I've struggled with a hamstring/knee injury for the past 2 weeks and my bike and run training has been minimal. I was feeling pretty good in the days leading up to the race, but wasn't sure how it would respond to race pace efforts.  After making my way over the perilous cobblestone path that is the first 1/4 mile of the bike, I settled into aero and focused on maintaining a consistently hard effort and taking my nutrition at regular intervals.  The course is flat and fast with lots of turns.  I could have been more aggressive in the turns and seen a faster bike split, but I opted for the conservative approach in favor of staying upright.  My HR averaged 165 (low zone 4) for the 40k and I was happy with the split - my fastest average (21mph per Garmin) to date.

T2 was uneventful and I was quickly on my way out onto the run.

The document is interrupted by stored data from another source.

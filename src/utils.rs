//! Terminal rendering of evaluation results.

use anyhow::Context as _;
use colored::Colorize;
use serde::Serialize;
use serde_json::Value;
use std::io::{self, ErrorKind, Write};

use crate::path::{EvalError, FetchResult, JSONPointer, format_location};

// ==============================================================================
// Colorized JSON Output
// ==============================================================================

/// Write a single match (location header + colorized JSON value) to `writer`.
/// Silently returns `Ok(())` on broken pipe so that piping to tools like
/// `less` or `head` exits cleanly.
///
/// # Errors
///
/// Returns an error if writing to `writer` fails.
pub fn write_colored_match<W: Write>(
    writer: &mut W,
    found: &JSONPointer,
    pretty: bool,
    show_path: bool,
) -> anyhow::Result<()> {
    let location = found.location();

    let result = (|| -> io::Result<()> {
        if show_path && !location.is_empty() {
            writeln!(writer, "{}:", location.bold().magenta())?;
        }
        Painter { writer: &mut *writer, pretty }.value(found.value, 0)?;
        writeln!(writer)
    })();

    ignore_broken_pipe(result).context("write colorized JSON to stdout")
}

/// Write a branch error to `writer`, e.g. `error: not found`.
///
/// # Errors
///
/// Returns an error if writing to `writer` fails.
pub fn write_colored_error<W: Write>(
    writer: &mut W,
    err: &EvalError,
) -> anyhow::Result<()> {
    let result = writeln!(writer, "{}: {err}", "error".red().bold());
    ignore_broken_pipe(result).context("write error to stderr")
}

fn ignore_broken_pipe(result: io::Result<()>) -> io::Result<()> {
    match result {
        Err(err) if err.kind() == ErrorKind::BrokenPipe => Ok(()),
        other => other,
    }
}

/// Writes JSON values with syntax highlighting.
struct Painter<'w, W: Write> {
    writer: &'w mut W,
    pretty: bool,
}

impl<W: Write> Painter<'_, W> {
    fn value(&mut self, value: &Value, indent: usize) -> io::Result<()> {
        match value {
            Value::Null => write!(self.writer, "{}", "null".red().dimmed()),
            Value::Bool(b) => {
                write!(self.writer, "{}", b.to_string().yellow().bold())
            }
            Value::Number(n) => {
                write!(self.writer, "{}", n.to_string().yellow())
            }
            Value::String(s) => write!(self.writer, "{}", quote(s).green()),
            Value::Array(items) => self.container(
                ('[', ']'),
                items.iter().map(|v| (None::<&str>, v)),
                indent,
            ),
            Value::Object(map) => self.container(
                ('{', '}'),
                map.iter().map(|(k, v)| (Some(k.as_str()), v)),
                indent,
            ),
        }
    }

    /// Writes the entries of an array (no keys) or object (keys).
    fn container<'v>(
        &mut self,
        (open, close): (char, char),
        entries: impl ExactSizeIterator<Item = (Option<&'v str>, &'v Value)>,
        indent: usize,
    ) -> io::Result<()> {
        let inner = indent + 2;
        let empty = entries.len() == 0;

        write!(self.writer, "{open}")?;
        for (i, (key, value)) in entries.enumerate() {
            if i > 0 {
                write!(self.writer, ",")?;
            }
            self.newline(inner)?;
            if let Some(key) = key {
                let separator = if self.pretty { ": " } else { ":" };
                write!(self.writer, "{}{separator}", quote(key).cyan())?;
            }
            self.value(value, inner)?;
        }
        if !empty {
            self.newline(indent)?;
        }
        write!(self.writer, "{close}")
    }

    fn newline(&mut self, indent: usize) -> io::Result<()> {
        if self.pretty {
            write!(self.writer, "\n{:indent$}", "")?;
        }
        Ok(())
    }
}

/// JSON-quotes a string, escaping as needed.
fn quote(s: &str) -> String {
    Value::from(s).to_string()
}

/// One line of the machine-readable `--json` report.
#[derive(Debug, Serialize)]
pub struct Report<'a> {
    /// Location of the match, absent for errors.
    #[serde(skip_serializing_if = "Option::is_none")]
    pub path: Option<String>,
    /// The matched value.
    #[serde(skip_serializing_if = "Option::is_none")]
    pub value: Option<&'a Value>,
    /// Message of the error that ended the branch.
    #[serde(skip_serializing_if = "Option::is_none")]
    pub error: Option<String>,
}

impl<'a> From<&FetchResult<'a>> for Report<'a> {
    fn from(item: &FetchResult<'a>) -> Self {
        match item {
            Ok(found) => Self {
                path: Some(format_location(&found.path)),
                value: Some(found.value),
                error: None,
            },
            Err(err) => {
                Self { path: None, value: None, error: Some(err.to_string()) }
            }
        }
    }
}
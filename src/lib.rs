/*!
# `jpath` Library

Extracts values from JSON documents (and other serialization formats decoded
into the same value tree) with compact dot-separated path expressions such as
`.companies[1:3].name`.

```
use jpath::{Document, path::PathExpression};

let doc: Document = r#"{"companies": [{"name": "apple"}, {"name": "github"}]}"#
    .parse()
    .expect("valid JSON");
let path = PathExpression::parse(".companies[^1].name");

let names: Vec<_> = doc
    .fetch(&path)
    .filter_map(Result::ok)
    .map(|m| m.value.clone())
    .collect();
assert_eq!(names, vec![serde_json::json!("github")]);
```
*/

pub mod commands;
pub mod document;
pub mod path;
pub mod utils;

// Re-exports
pub use document::{DecodeError, Document, InputFormat};
//! Errors emitted by individual evaluation branches.
//!
//! None of these abort a stream: each one ends exactly one branch and is
//! handed to the caller in place of a match.
use serde_json::Value;
use std::{borrow::Cow, error::Error, fmt, num::ParseIntError};

/// Why the text inside a bracket accessor could not be understood.
#[derive(Debug, Clone, PartialEq, Eq)]
pub enum SelectorError {
    /// An integer token failed to parse, e.g. the `x` in `[x]`.
    Integer(ParseIntError),
    /// The bracket text does not follow the selector grammar at all.
    Syntax(String),
}

impl Error for SelectorError {
    fn source(&self) -> Option<&(dyn Error + 'static)> {
        match self {
            Self::Integer(err) => Some(err),
            Self::Syntax(_) => None,
        }
    }
}

impl fmt::Display for SelectorError {
    fn fmt(&self, f: &mut fmt::Formatter<'_>) -> fmt::Result {
        match self {
            Self::Integer(err) => write!(f, "{err}"),
            Self::Syntax(message) => write!(f, "invalid selector: {message}"),
        }
    }
}

impl From<ParseIntError> for SelectorError {
    fn from(err: ParseIntError) -> Self {
        Self::Integer(err)
    }
}

/// Error ending a single evaluation branch.
#[derive(Debug, Clone, PartialEq, Eq)]
pub enum EvalError<'a> {
    /// The field is absent, or the path tried to continue through a value
    /// that cannot hold it (a scalar, or an array addressed by name).
    NotFound,
    /// A single index resolved outside `[0, length)`.
    OutOfRange {
        /// The bracket text as written, e.g. `"[^5]"`.
        selector: String,
        /// Length of the array the selector was applied to.
        length: usize,
    },
    /// The bracket text could not be parsed.
    ParseFailure {
        /// The bracket text as written.
        selector: String,
        /// What went wrong.
        cause: SelectorError,
    },
    /// The path ended on an object or array while containers are rejected,
    /// see [`ContainerPolicy::Reject`](crate::path::ContainerPolicy::Reject).
    UnexpectedContainer {
        /// The container the path ended on.
        value: Cow<'a, Value>,
    },
}

impl EvalError<'_> {
    /// Detaches the error from the lifetime of the evaluated document.
    #[must_use]
    pub fn into_owned(self) -> EvalError<'static> {
        match self {
            Self::NotFound => EvalError::NotFound,
            Self::OutOfRange { selector, length } => {
                EvalError::OutOfRange { selector, length }
            }
            Self::ParseFailure { selector, cause } => {
                EvalError::ParseFailure { selector, cause }
            }
            Self::UnexpectedContainer { value } => {
                EvalError::UnexpectedContainer {
                    value: Cow::Owned(value.into_owned()),
                }
            }
        }
    }
}

impl Error for EvalError<'_> {
    fn source(&self) -> Option<&(dyn Error + 'static)> {
        match self {
            Self::ParseFailure { cause, .. } => Some(cause),
            _ => None,
        }
    }
}

impl fmt::Display for EvalError<'_> {
    fn fmt(&self, f: &mut fmt::Formatter<'_>) -> fmt::Result {
        match self {
            Self::NotFound => write!(f, "not found"),
            Self::OutOfRange { selector, length } => {
                write!(f, "index out of range {selector} with length {length}")
            }
            Self::ParseFailure { selector, cause } => {
                write!(f, "could not parse {selector}: {cause}")
            }
            Self::UnexpectedContainer { value } => {
                let kind = if value.is_array() { "array" } else { "object" };
                write!(f, "found other type: {kind}")
            }
        }
    }
}
//! `generate` subcommand.
use anyhow::{Context, Result};
use clap_complete::Shell;
use std::fs::File;
use std::io::Write;
use std::path::{Path, PathBuf};

/// Writes the completion script of `cmd` for `shell` to `out`.
pub fn generate_completions<W: Write>(
    shell: Shell,
    cmd: &mut clap::Command,
    out: &mut W,
) {
    let name = cmd.get_name().to_string();
    clap_complete::generate(shell, cmd, name, out);
}

/// Writes a man page for `cmd` and one for each nested subcommand into
/// `output_dir` (the current directory if `None`). Subcommand pages are named
/// after their full invocation, e.g. `jp-generate-man.1`.
///
/// Returns the paths of the written pages.
///
/// # Errors
///
/// Returns an [`anyhow::Error`] if the output directory or a page could not
/// be created.
pub fn generate_man_pages(
    cmd: &clap::Command,
    output_dir: Option<PathBuf>,
) -> Result<Vec<PathBuf>> {
    let output_dir = match output_dir {
        Some(dir) => dir,
        None => std::env::current_dir().context("Opening current directory")?,
    };
    std::fs::create_dir_all(&output_dir)
        .context("create output Man directories")?;

    let mut written = Vec::new();
    let mut pending = vec![(cmd.get_name().to_string(), cmd.clone())];

    while let Some((name, command)) = pending.pop() {
        for sub in command.get_subcommands() {
            pending.push((format!("{name}-{}", sub.get_name()), sub.clone()));
        }
        // The page title is taken from the command name, so rename nested
        // commands to their full invocation. Leaked once per page.
        let title: &'static str = Box::leak(name.clone().into_boxed_str());
        let command = command.name(title).disable_help_subcommand(true);
        written.push(render_page(command, &output_dir, &name)?);
    }

    Ok(written)
}

/// Renders one man page to `<dir>/<name>.1`.
fn render_page(
    command: clap::Command,
    dir: &Path,
    name: &str,
) -> Result<PathBuf> {
    let path = dir.join(format!("{name}.1"));
    let mut file = File::create(&path)
        .with_context(|| format!("failed to create {}", path.display()))?;
    clap_mangen::Man::new(command)
        .render(&mut file)
        .with_context(|| format!("failed to render {}", path.display()))?;
    log::info!("Generated: {}", path.display());
    Ok(path)
}
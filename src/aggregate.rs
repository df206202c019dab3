//! The aggregator.
//!
//! Best-effort sums across heterogeneous tables whose schemas are only known
//! at query time. Each candidate table is classified, compiled and queried on
//! its own; a table that cannot take part is recorded as skipped and the rest
//! carry on. Only a failure of the store itself aborts a call.

use lazy_static::lazy_static;
use regex::Regex;
use serde::Serialize;
use std::collections::HashMap;
use std::fmt;
use std::time::{Duration, Instant};
use tracing::{debug, warn};

use crate::catalog::columns_of;
use crate::error::Result;
use crate::filter::{compile, CompiledQuery, FilterSet};
use crate::layout::{
    detect, find_column, find_column_containing, IndicatorAliases, Layout, LayoutKind,
};
use crate::matcher::{find_tables, KeywordGroup, MatchMode};
use crate::persist::{quote_identifier, Database};

// labels are not Things, so a fast non-cryptographic hasher will do
pub type LabelHasher = std::hash::BuildHasherDefault<seahash::SeaHasher>;

lazy_static! {
    static ref YEAR_TOKEN: Regex = Regex::new(r"(?:^|\D)(\d{4})(?:\D|$)").unwrap();
    static ref NUMERIC_MONTH: Regex = Regex::new(r"^\d{4}[-/.](\d{1,2})(?:\D|$)").unwrap();
}
const MONTHS: [&str; 12] = [
    "jan", "feb", "mar", "apr", "may", "jun", "jul", "aug", "sep", "oct", "nov", "dec",
];

// year token, then month, then the label itself
fn period_key(label: &str) -> (Option<i64>, Option<u32>, String) {
    let year = YEAR_TOKEN
        .captures(label)
        .and_then(|c| c.get(1))
        .and_then(|m| m.as_str().parse().ok());
    let lower = label.trim().to_lowercase();
    let month = match NUMERIC_MONTH.captures(&lower).and_then(|c| c.get(1)) {
        Some(m) => m.as_str().parse().ok(),
        None => lower
            .split(|c: char| !c.is_ascii_alphabetic())
            .find(|word| word.len() >= 3)
            .and_then(|word| MONTHS.iter().position(|m| word.starts_with(m)))
            .map(|i| i as u32 + 1),
    };
    (year, month, lower)
}

/// Chronological order for period labels: numeric when every label is a
/// number, otherwise by year token, then month, then text.
pub fn sort_periods(points: &mut [(String, f64)]) {
    let numeric = |label: &str| label.trim().parse::<f64>().ok();
    if points.iter().all(|(label, _)| numeric(label).is_some()) {
        points.sort_by(|a, b| {
            let (a, b) = (numeric(&a.0).unwrap_or(0.0), numeric(&b.0).unwrap_or(0.0));
            a.total_cmp(&b)
        });
    } else {
        points.sort_by_cached_key(|(label, _)| period_key(label));
    }
}
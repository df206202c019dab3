use std::sync::Arc;
use tracing::info;
use tracing_subscriber::EnvFilter;

use statdash::config::Settings;
use statdash::interface::DashboardInterface;
use statdash::persist::Database;
use statdash::registry::REGISTRY_VERSION;
use statdash::server::router;
use statdash::Result;

#[tokio::main]
async fn main() -> Result<()> {
    let settings = Settings::load()?;
    // RUST_LOG wins over the configured filter
    let filter = EnvFilter::try_from_default_env()
        .unwrap_or_else(|_| EnvFilter::new(&settings.log.filter));
    tracing_subscriber::fmt().with_env_filter(filter).init();

    let db = Arc::new(Database::new(settings.persistence_mode())?);
    info!(
        database = %settings.database.path,
        registry = REGISTRY_VERSION,
        max_tables = settings.limits.max_tables,
        time_budget_ms = settings.limits.time_budget_ms,
        "statdash starting"
    );
    let interface = Arc::new(DashboardInterface::new(db, settings.limits()));

    let listener = tokio::net::TcpListener::bind(&settings.server.bind).await?;
    info!(bind = %settings.server.bind, "listening");
    axum::serve(listener, router(interface)).await?;
    Ok(())
}
//! Filter choices offered to the dashboard, read from whatever tables exist.

use lazy_static::lazy_static;
use regex::Regex;
use serde::Serialize;

use crate::catalog::distinct_values;
use crate::error::Result;
use crate::filter::coerce_year;
use crate::persist::Database;

lazy_static! {
    static ref YEAR: Regex = Regex::new(r"^\d{4}$").unwrap();
}

const DEFAULT_YEARS: &[&str] = &["2025", "2024", "2023"];
const DEFAULT_REGIONS: &[&str] = &[
    "Harare",
    "Bulawayo",
    "Manicaland",
    "Mashonaland East",
    "Mashonaland West",
    "Mashonaland Central",
    "Matabeleland North",
    "Matabeleland South",
    "Midlands",
    "Masvingo",
];
const DEFAULT_GENDERS: &[&str] = &["Male", "Female"];
const DEFAULT_AGES: &[&str] = &["15-24", "25-34", "35-44", "45-54", "55+"];

#[derive(Debug, Clone, PartialEq, Eq, Serialize)]
pub struct FilterOptions {
    pub years: Vec<String>,
    pub regions: Vec<String>,
    pub genders: Vec<String>,
    pub ages: Vec<String>,
}

fn or_defaults(found: Vec<String>, defaults: &[&str]) -> Vec<String> {
    if found.is_empty() {
        defaults.iter().map(|d| d.to_string()).collect()
    } else {
        found
    }
}

/// Years are shown newest first and as plain four digit numbers, whichever
/// way the tables store them.
fn years(db: &Database) -> Result<Vec<String>> {
    let mut years: Vec<String> = distinct_values(db, &["Year", "year", "YEAR"], None)?
        .iter()
        .filter_map(|raw| coerce_year(raw))
        .map(|year| year.to_string())
        .filter(|year| YEAR.is_match(year))
        .collect();
    years.sort_by(|a, b| b.cmp(a));
    years.dedup();
    Ok(years)
}

pub fn filter_options(db: &Database) -> Result<FilterOptions> {
    Ok(FilterOptions {
        years: or_defaults(years(db)?, DEFAULT_YEARS),
        regions: or_defaults(
            distinct_values(db, &["Province", "PROVINCE", "province", "Region"], None)?,
            DEFAULT_REGIONS,
        ),
        genders: or_defaults(
            distinct_values(db, &["Sex", "sex", "Gender", "gender"], None)?,
            DEFAULT_GENDERS,
        ),
        ages: or_defaults(
            distinct_values(db, &["Age Group", "AgeGroup", "age_group", "Age"], None)?,
            DEFAULT_AGES,
        ),
    })
}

The sun was coming out and the course was heating up quickly.  The first mile of the run I focused on getting into a rhythm and shaking out the heaviness of the legs.  I took two cups of water each mile - one over the head and one to drink, and took a Gu at mile 3.  Miles 2 and 3 were the toughest both mentally and physically.  I was so jealous of everyone who was running the opposite direction and already passing mile 4.  My Sport Factory teammates were looking strong out there and that motivated me to keep pushing hard.  After holding my own for the majority of the run, a girl in my age group passed me with less than 1/2 mile to go.  She was flying and I didn't have anything left to respond.  Definitely frustrating to drop a position at the very end, but I felt like I gave it everything I had and was happy with the effort.  7:17 pace with HR average 169 (zone 4).

Typical post-race activities commenced - water, cool-down, massage, packing up, making the long walk back to the hotel in the heat, shower, and finally, enjoying some food.  I hung around for the award ceremony since they were recognizing placements 10 deep in each age group.  I didn't realize the age group athletes in the top 10 qualified for HyVee in September, so that came as a surprise.  At the end of the day I was mostly happy with my race. As one of my coaches would say, however, I definitely have several areas of opportunity to work on if I want to step it up and be more competitive in these strong and deep fields.

Pros - survived the swim and actually had a respectable time, consistent effort on the bike from start to finish
Cons - transitions (this is a trend - must fix this!), shy of the 7min/mi run pace that I had planned

Big thanks to Coaches Matt and Jennifer at The Sport Factory for continuing to push me to become a better athlete, Curtis at Cannon Cyclery for keeping my bike in race shape, and all our great sponsors (Mix1, Roswell Bikes).  And huge congrats to all of the Sport Factory athletes who had some amazing races this weekend!

Wow, that really did turn into a novel.  If you're still reading this - CONGRATS! - you have finally reached the end.